Date.AddYears returns a date shifted forward or back by a number of years. Available in Excel (Power Query), Power BI Desktop, and Power BI Service.

If you want to move a date a set number of years ahead, like working out a renewal or expiry date, this is the function you reach for. You give it a date and how many years to add, and it hands back the shifted date.

Syntax of Date.AddYears Function

Date.AddYears(dateTime as any, numberOfYears as number) as any

where

  • dateTime (required, any). The date, datetime, or datetimezone value to shift.
  • numberOfYears (required, number). The number of years to add. A negative number subtracts years instead.

Returns: the shifted value, of the same kind as the input (a date stays a date, a datetime stays a datetime).

In plain terms, it takes your date and the number of years, and returns that same date moved by that many years.

Example 1: Add years to a date

Add 5 years to a fixed date.

Date.AddYears(#date(2024,6,10),5)

Result: 2029-06-10

The year jumps from 2024 to 2029, while the month and day stay put.

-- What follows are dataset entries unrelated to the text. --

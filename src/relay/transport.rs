//! Transport collaborator seam.
//!
//! The relay core never talks to a chat network directly. Inbound traffic
//! arrives as [InboundEvent]s and outbound traffic leaves through the two
//! [Transport] operations. [RecordingTransport] keeps everything in memory
//! and is what the tests drive the server with.
use anyhow::{anyhow, Result};
use async_trait::async_trait;
use std::sync::atomic::{AtomicBool, Ordering};
use std::sync::{Arc, Mutex};

/// Kind of chat an event was posted in.
#[derive(Debug, Clone, Copy, PartialEq, Eq)]
pub enum ChatKind {
    Private,
    Channel,
    Other,
}

/// Markup the transport should honor when rendering text.
///
/// `Markdown` means `*bold*` / `_italic_` may appear; the core never depends
/// on it being rendered.
#[derive(Debug, Clone, Copy, PartialEq, Eq)]
pub enum FormatHint {
    Plain,
    Markdown,
}

/// A slash command split into name and whitespace-separated arguments.
#[derive(Debug, Clone, PartialEq, Eq)]
pub struct CommandInvocation {
    pub name: String,
    pub args: Vec<String>,
    /// Bot named in a `/name@bot` suffix, if any.
    pub mention: Option<String>,
}

impl CommandInvocation {
    /// Parse `/name@bot arg1 arg2`. Returns `None` for text that is not a
    /// command.
    pub fn parse(text: &str) -> Option<Self> {
        let rest = text.trim_start().strip_prefix('/')?;
        let mut parts = rest.split_whitespace();
        let head = parts.next()?;
        let (name, mention) = match head.split_once('@') {
            Some((name, bot)) => (name, Some(bot.to_string())),
            None => (head, None),
        };
        if name.is_empty() {
            return None;
        }
        Some(Self {
            name: name.to_string(),
            args: parts.map(str::to_string).collect(),
            mention,
        })
    }

    /// Unqualified commands are addressed to every bot in the chat.
    pub fn is_addressed_to(&self, bot_username: &str) -> bool {
        self.mention
            .as_deref()
            .map_or(true, |m| m.eq_ignore_ascii_case(bot_username))
    }
}

/// One inbound message as delivered by the transport.
#[derive(Debug, Clone, PartialEq, Eq)]
pub struct InboundEvent {
    /// Opaque sender identity. Empty when the transport could not tell.
    pub sender_id: String,
    /// Chat the event was posted in (equals `sender_id` for private chats).
    pub chat_id: String,
    pub chat_kind: ChatKind,
    /// `None` for media or other non-text content.
    pub text: Option<String>,
    pub command: Option<CommandInvocation>,
}

impl InboundEvent {
    /// Build an event, deriving `command` from the text.
    pub fn new(sender_id: &str, chat_id: &str, chat_kind: ChatKind, text: Option<&str>) -> Self {
        Self {
            sender_id: sender_id.to_string(),
            chat_id: chat_id.to_string(),
            chat_kind,
            text: text.map(str::to_string),
            command: text.and_then(CommandInvocation::parse),
        }
    }

    pub fn private_text(sender_id: &str, text: &str) -> Self {
        Self::new(sender_id, sender_id, ChatKind::Private, Some(text))
    }

    pub fn private_media(sender_id: &str) -> Self {
        Self::new(sender_id, sender_id, ChatKind::Private, None)
    }

    pub fn channel_post(sender_id: &str, channel_id: &str, text: &str) -> Self {
        Self::new(sender_id, channel_id, ChatKind::Channel, Some(text))
    }

    /// Drop a command that names a different bot. The text is kept, so in a
    /// private chat it goes through the relay like any other message.
    pub fn addressed_to(mut self, bot_username: Option<&str>) -> Self {
        if let (Some(cmd), Some(me)) = (&self.command, bot_username) {
            if !cmd.is_addressed_to(me) {
                self.command = None;
            }
        }
        self
    }
}

/// Outbound operations the relay needs from a chat network.
#[async_trait]
pub trait Transport: Send + Sync {
    async fn deliver_to_user(&self, user_id: &str, text: &str, hint: FormatHint) -> Result<()>;

    async fn deliver_to_channel(
        &self,
        channel_id: &str,
        text: &str,
        hint: FormatHint,
    ) -> Result<()>;
}

/// A delivery captured by [RecordingTransport].
#[derive(Debug, Clone, PartialEq, Eq)]
pub enum Delivery {
    User {
        user_id: String,
        text: String,
        hint: FormatHint,
    },
    Channel {
        channel_id: String,
        text: String,
        hint: FormatHint,
    },
}

/// In-memory transport. Clones share the same log.
#[derive(Debug, Clone, Default)]
pub struct RecordingTransport {
    log: Arc<Mutex<Vec<Delivery>>>,
    fail_channel: Arc<AtomicBool>,
    fail_user: Arc<AtomicBool>,
}

impl RecordingTransport {
    pub fn new() -> Self {
        Self::default()
    }

    /// Make subsequent channel deliveries fail.
    pub fn set_fail_channel(&self, fail: bool) {
        self.fail_channel.store(fail, Ordering::SeqCst);
    }

    /// Make subsequent user deliveries fail.
    pub fn set_fail_user(&self, fail: bool) {
        self.fail_user.store(fail, Ordering::SeqCst);
    }

    pub fn deliveries(&self) -> Vec<Delivery> {
        self.log.lock().map(|g| g.clone()).unwrap_or_default()
    }

    /// Drain and return everything captured so far.
    pub fn take(&self) -> Vec<Delivery> {
        self.log
            .lock()
            .map(|mut g| std::mem::take(&mut *g))
            .unwrap_or_default()
    }

    /// Texts sent to `user_id`, in order.
    pub fn replies_to(&self, user_id: &str) -> Vec<String> {
        self.deliveries()
            .into_iter()
            .filter_map(|d| match d {
                Delivery::User { user_id: u, text, .. } if u == user_id => Some(text),
                _ => None,
            })
            .collect()
    }

    /// Texts posted to any channel, in order.
    pub fn channel_posts(&self) -> Vec<(String, String)> {
        self.deliveries()
            .into_iter()
            .filter_map(|d| match d {
                Delivery::Channel {
                    channel_id, text, ..
                } => Some((channel_id, text)),
                _ => None,
            })
            .collect()
    }

    fn record(&self, delivery: Delivery) -> Result<()> {
        self.log
            .lock()
            .map_err(|_| anyhow!("recording transport poisoned"))?
            .push(delivery);
        Ok(())
    }
}

#[async_trait]
impl Transport for RecordingTransport {
    async fn deliver_to_user(&self, user_id: &str, text: &str, hint: FormatHint) -> Result<()> {
        if self.fail_user.load(Ordering::SeqCst) {
            return Err(anyhow!("simulated delivery failure to user {}", user_id));
        }
        self.record(Delivery::User {
            user_id: user_id.to_string(),
            text: text.to_string(),
            hint,
        })
    }

    async fn deliver_to_channel(
        &self,
        channel_id: &str,
        text: &str,
        hint: FormatHint,
    ) -> Result<()> {
        if self.fail_channel.load(Ordering::SeqCst) {
            return Err(anyhow!("simulated delivery failure to channel {}", channel_id));
        }
        self.record(Delivery::Channel {
            channel_id: channel_id.to_string(),
            text: text.to_string(),
            hint,
        })
    }
}

#[cfg(test)]
mod tests {
    use super::*;

    #[test]
    fn command_parsing() {
        let cmd = CommandInvocation::parse("/ban@relay_bot  IT-407 ").unwrap();
        assert_eq!(cmd.name, "ban");
        assert_eq!(cmd.args, vec!["IT-407".to_string()]);
        assert!(CommandInvocation::parse("hello /ban").is_none());
        assert!(CommandInvocation::parse("/").is_none());
        assert_eq!(CommandInvocation::parse("/stats").unwrap().args.len(), 0);
        assert_eq!(cmd.mention.as_deref(), Some("relay_bot"));
    }

    #[test]
    fn commands_for_other_bots_are_dropped() {
        let ours = InboundEvent::channel_post("42", "-100", "/stats@Relay_Bot")
            .addressed_to(Some("relay_bot"));
        assert_eq!(ours.command.map(|c| c.name), Some("stats".to_string()));

        let plain = InboundEvent::channel_post("42", "-100", "/stats").addressed_to(Some("relay_bot"));
        assert!(plain.command.is_some());

        let other = InboundEvent::private_text("42", "/stats@someotherbot")
            .addressed_to(Some("relay_bot"));
        assert!(other.command.is_none());
        assert_eq!(other.text.as_deref(), Some("/stats@someotherbot"));

        // Without a known username nothing is filtered
        let unknown = InboundEvent::private_text("42", "/stats@someotherbot").addressed_to(None);
        assert!(unknown.command.is_some());
    }

    #[test]
    fn recording_transport_captures_and_fails() {
        let t = RecordingTransport::new();
        tokio_test::block_on(async {
            t.deliver_to_user("1", "hi", FormatHint::Plain).await.unwrap();
            t.set_fail_channel(true);
            assert!(t
                .deliver_to_channel("-100", "post", FormatHint::Plain)
                .await
                .is_err());
        });
        assert_eq!(t.replies_to("1"), vec!["hi".to_string()]);
        assert!(t.channel_posts().is_empty());
    }
}
use anyhow::Result;
use log::{debug, info, warn};
use tokio::sync::mpsc;

use super::access::{AccessGate, AccessGrant, GateResult};
use super::admin::{self, AdminCommand, AdminOutcome};
use super::channel::ChannelRegistry;
use super::error::{RelayError, RelayResult};
use super::identity::IdentityManager;
use super::moderation;
use super::pipeline::{RelayOutcome, RelayPipeline};
use super::transport::{ChatKind, FormatHint, InboundEvent, Transport};
use crate::config::Config;
use crate::logutil::escape_log;
use crate::metrics;
use crate::storage::StateStore;

macro_rules! sec_log {
    ($($arg:tt)*) => { log::warn!(target: "security", $($arg)*); };
}

pub const WELCOME: &str = "Welcome! To join, send an *access code*:\n\
• Italians: IT code\n\
• Chinese: CN code\n\n\
Then just write normally: your messages will be published *anonymously* in the channel.";

pub const TEMPORARY_ERROR: &str = "Temporary error. Please try again.";

pub fn access_confirmed(alias: &str) -> String {
    format!(
        "✅ Access confirmed. Your alias: *{}*.\nWrite the message you want to publish.",
        alias
    )
}

/// Terminal result of handling one inbound event.
#[derive(Debug, Clone, PartialEq, Eq)]
pub enum EventOutcome {
    /// Not addressed to the relay (channel chatter, group messages).
    Ignored,
    Welcome,
    AccessGranted(AccessGrant),
    Relay(RelayOutcome),
    Admin(AdminOutcome),
    /// Processing failed; the sender got the generic retry reply (if it
    /// could be delivered).
    TemporaryFailure,
}

/// # Relay Server - single authority over relay state
///
/// Owns the [StateStore] and every component that reads or mutates it, and
/// processes inbound events strictly one at a time. That serialization is what
/// keeps alias issuance, bans and channel binds free of lost updates: no two
/// events ever observe the same alias set and both write.
///
/// ```text
/// InboundEvent ─→ admin command? ─→ Moderation / ChannelRegistry / stats
///              └→ private text ─→ AccessGate ─→ IdentityManager
///                                    └ NotACode ─→ RelayPipeline ─→ Transport
/// ```
///
/// ## Failure policy
///
/// [RelayServer::handle_event] never returns an error. Store write failures,
/// exhausted alias space and transport errors are logged and answered with
/// [TEMPORARY_ERROR]; the next event is processed normally.
pub struct RelayServer<T: Transport> {
    config: Config,
    store: StateStore,
    gate: AccessGate,
    identity: IdentityManager,
    channels: ChannelRegistry,
    pipeline: RelayPipeline,
    transport: T,
}

impl<T: Transport> RelayServer<T> {
    /// Load the state store and assemble the components.
    ///
    /// Fails with [RelayError::StoreUnavailable] when a state document exists
    /// but cannot be read; the relay must not start on top of it.
    pub async fn new(config: Config, transport: T) -> RelayResult<Self> {
        let store = StateStore::load(&config.storage.data_dir, &config.storage.db_file).await?;
        Ok(Self::with_store(config, store, transport))
    }

    pub fn with_store(config: Config, store: StateStore, transport: T) -> Self {
        Self {
            gate: AccessGate::new(&config.access),
            identity: IdentityManager::new(),
            channels: ChannelRegistry::new(config.relay.default_channel_id.clone()),
            pipeline: RelayPipeline::new(config.relay.max_message_len),
            config,
            store,
            transport,
        }
    }

    /// Replace the alias generator (seeded generators in tests).
    pub fn with_identity(mut self, identity: IdentityManager) -> Self {
        self.identity = identity;
        self
    }

    pub fn store(&self) -> &StateStore {
        &self.store
    }

    pub fn transport(&self) -> &T {
        &self.transport
    }

    /// Currently effective relay destination.
    pub fn channel_id(&self) -> Option<String> {
        self.channels.get(&self.store)
    }

    fn is_admin(&self, sender_id: &str) -> bool {
        !sender_id.is_empty() && sender_id == self.config.relay.admin_id
    }

    /// Process one event to a terminal outcome.
    pub async fn handle_event(&mut self, ev: InboundEvent) -> EventOutcome {
        metrics::inc_events_processed();
        debug!(
            "Event from {} in {:?} {}: {}",
            ev.sender_id,
            ev.chat_kind,
            ev.chat_id,
            ev.text.as_deref().map(escape_log).unwrap_or_else(|| "<non-text>".into())
        );
        match self.dispatch(&ev).await {
            Ok(outcome) => outcome,
            Err(e) => {
                warn!("Event from {} failed: {}", ev.sender_id, e);
                if ev.chat_kind == ChatKind::Private {
                    if let Err(e) = self
                        .transport
                        .deliver_to_user(&ev.sender_id, TEMPORARY_ERROR, FormatHint::Plain)
                        .await
                    {
                        warn!("Could not deliver error reply to {}: {}", ev.sender_id, e);
                    }
                }
                EventOutcome::TemporaryFailure
            }
        }
    }

    async fn dispatch(&mut self, ev: &InboundEvent) -> RelayResult<EventOutcome> {
        if let Some(cmd) = &ev.command {
            if let Some(admin_cmd) = AdminCommand::from_invocation(cmd) {
                return self.handle_admin(ev, admin_cmd).await.map(EventOutcome::Admin);
            }
            if cmd.name == "start" && ev.chat_kind == ChatKind::Private {
                self.reply_to_user(&ev.sender_id, WELCOME, FormatHint::Markdown)
                    .await?;
                return Ok(EventOutcome::Welcome);
            }
        }
        if ev.chat_kind != ChatKind::Private || ev.sender_id.is_empty() {
            return Ok(EventOutcome::Ignored);
        }

        if let Some(text) = ev.text.as_deref() {
            let gate_result = self
                .gate
                .validate(&mut self.store, &mut self.identity, &ev.sender_id, text.trim())
                .await?;
            if let GateResult::Granted(grant) = gate_result {
                self.reply_to_user(
                    &ev.sender_id,
                    &access_confirmed(&grant.alias),
                    FormatHint::Markdown,
                )
                .await?;
                return Ok(EventOutcome::AccessGranted(grant));
            }
        }

        let outcome = self
            .pipeline
            .process(
                &self.store,
                &self.channels,
                &self.transport,
                &ev.sender_id,
                ev.text.as_deref(),
            )
            .await?;
        if let Some((reply, hint)) = outcome.reply() {
            self.reply_to_user(&ev.sender_id, reply, hint).await?;
        }
        Ok(EventOutcome::Relay(outcome))
    }

    async fn handle_admin(
        &mut self,
        ev: &InboundEvent,
        cmd: AdminCommand,
    ) -> RelayResult<AdminOutcome> {
        if !self.is_admin(&ev.sender_id) {
            sec_log!(
                "Ignored /{} from non-admin sender '{}'",
                cmd.name(),
                ev.sender_id
            );
            return Ok(AdminOutcome::Unauthorized);
        }
        match cmd {
            AdminCommand::Bind => {
                if ev.chat_kind != ChatKind::Channel {
                    self.reply_in_chat(ev, admin::BIND_HINT).await?;
                    return Ok(AdminOutcome::BindHint);
                }
                self.channels.bind(&mut self.store, &ev.chat_id).await?;
                sec_log!("BIND by {}: channel {}", ev.sender_id, ev.chat_id);
                self.reply_in_chat(ev, admin::BIND_OK).await?;
                Ok(AdminOutcome::Bound(ev.chat_id.clone()))
            }
            AdminCommand::Stats => {
                let stats = self.store.stats();
                self.reply_in_chat(ev, &admin::stats_reply(&stats)).await?;
                Ok(AdminOutcome::Stats(stats))
            }
            AdminCommand::Ban(None) => {
                self.reply_in_chat(ev, admin::BAN_USAGE).await?;
                Ok(AdminOutcome::BanUsage)
            }
            AdminCommand::Ban(Some(alias)) => {
                match moderation::ban(&mut self.store, &alias).await {
                    Ok(user_id) => {
                        sec_log!("BAN by {}: {} (user {})", ev.sender_id, alias, user_id);
                        self.reply_in_chat(ev, &admin::banned_reply(&alias)).await?;
                        Ok(AdminOutcome::Banned { alias, user_id })
                    }
                    Err(RelayError::AliasNotFound(alias)) => {
                        self.reply_in_chat(ev, admin::ALIAS_NOT_FOUND).await?;
                        Ok(AdminOutcome::AliasNotFound(alias))
                    }
                    Err(e) => Err(e),
                }
            }
        }
    }

    async fn reply_to_user(&self, user_id: &str, text: &str, hint: FormatHint) -> RelayResult<()> {
        self.transport
            .deliver_to_user(user_id, text, hint)
            .await
            .map_err(|e| {
                metrics::inc_delivery_failures();
                RelayError::Delivery(e.to_string())
            })
    }

    /// Answer in the chat the command came from.
    async fn reply_in_chat(&self, ev: &InboundEvent, text: &str) -> RelayResult<()> {
        match ev.chat_kind {
            ChatKind::Private => self.reply_to_user(&ev.sender_id, text, FormatHint::Plain).await,
            ChatKind::Channel | ChatKind::Other => self
                .transport
                .deliver_to_channel(&ev.chat_id, text, FormatHint::Plain)
                .await
                .map_err(|e| {
                    metrics::inc_delivery_failures();
                    RelayError::Delivery(e.to_string())
                }),
        }
    }

    /// Process events until the sender side closes or Ctrl-C arrives.
    pub async fn run(&mut self, mut events: mpsc::Receiver<InboundEvent>) -> Result<()> {
        info!(
            "Relay started (admin {}, channel {})",
            self.config.relay.admin_id,
            self.channel_id().as_deref().unwrap_or("<unbound>")
        );
        loop {
            tokio::select! {
                ev = events.recv() => {
                    match ev {
                        Some(ev) => {
                            let _ = self.handle_event(ev).await;
                        }
                        None => {
                            info!("Inbound event channel closed");
                            break;
                        }
                    }
                }

                _ = tokio::signal::ctrl_c() => {
                    info!("Received shutdown signal");
                    break;
                }
            }
        }
        self.shutdown().await
    }

    async fn shutdown(&mut self) -> Result<()> {
        info!("Shutting down relay...");
        self.store.flush().await?;
        let snap = metrics::snapshot();
        info!(
            "Relay metrics: events={} aliases_issued={} relayed={} delivery_failures={}",
            snap.events_processed,
            snap.aliases_issued,
            snap.outcome("relayed"),
            snap.delivery_failures
        );
        info!("Relay shutdown complete");
        Ok(())
    }
}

Example 2: Subtract years with a negative number

Pass a negative number to move the date backward.

Date.AddYears(#date(2024,6,10),-3)

Result: 2021-06-10

A negative numberOfYears subtracts, so the date lands 3 years earlier.

Example 3: Leap day edge case

Add 1 year to February 29 in a leap year.

Date.AddYears(#date(2024,2,29),1)

Result: 2025-02-28

Since 2025 has no February 29, the result clamps to the last valid day of the month, February 28.

Example 4: Add a renewal date column to a table

The most common use is adding a shifted date as a new column.

Say you have a Subscriptions query with a Member and a StartDate column.

Here is the starting data:

MemberStartDate
Riya2022-08-15
Marcus2023-11-03

You want a RenewBy column that falls 3 years after each start date:

let
Source = Excel.CurrentWorkbook(){[Name="Subscriptions"]}[Content],
Typed = Table.TransformColumnTypes(Source,{{"StartDate",type date}}),
Result = Table.AddColumn(Typed,"RenewBy",each Date.AddYears([StartDate],3),type date)
in
Result

The result adds the shifted date to every row:

MemberStartDateRenewBy
Riya2022-08-152025-08-15
Marcus2023-11-032026-11-03

Each RenewBy value is its StartDate moved forward 3 years.

Things to keep in mind with Date.AddYears

  • February 29 clamps to February 28 in a non-leap year. Shifting a leap day into a year that has no February 29 lands on February 28 (Example 3), not March 1.
  • It shifts only the year. The month and day stay the same (apart from the leap-day clamp), unlike adding days, which drifts across leap years.
  • The input must be a date or datetime value, not text. A text date like "2024-06-10" throws an Expression.Error. Convert it to a date first with Date.FromText("2024-06-10").
  • A datetime input keeps its time component. Only the year part moves, so the hours, minutes, and seconds carry through unchanged.

Performance and query folding

Date.AddYears is cheap date arithmetic that runs fast even over large columns. Against a foldable source like SQL Server, it can fold into the source query, so the shift happens at the database rather than locally. On Excel, CSV, or folder sources it runs locally, which is fine for typical row counts.

Common questions about Date.AddYears

Why use Date.AddYears instead of adding 365 days?

Adding 365 days ignores leap years, so over several years your date drifts off by a day or more. Date.AddYears moves the calendar year directly and keeps the same month and day, so a renewal always lands on the right date.

How do I calculate someone’s age with it?

Age is a date difference, not a year shift, so you compare years instead. Take today’s date from DateTime.LocalNow, then use Date.Year(Date.From(DateTime.LocalNow())) - Date.Year([BirthDate]) for a rough age and adjust by whether this year’s birthday has passed.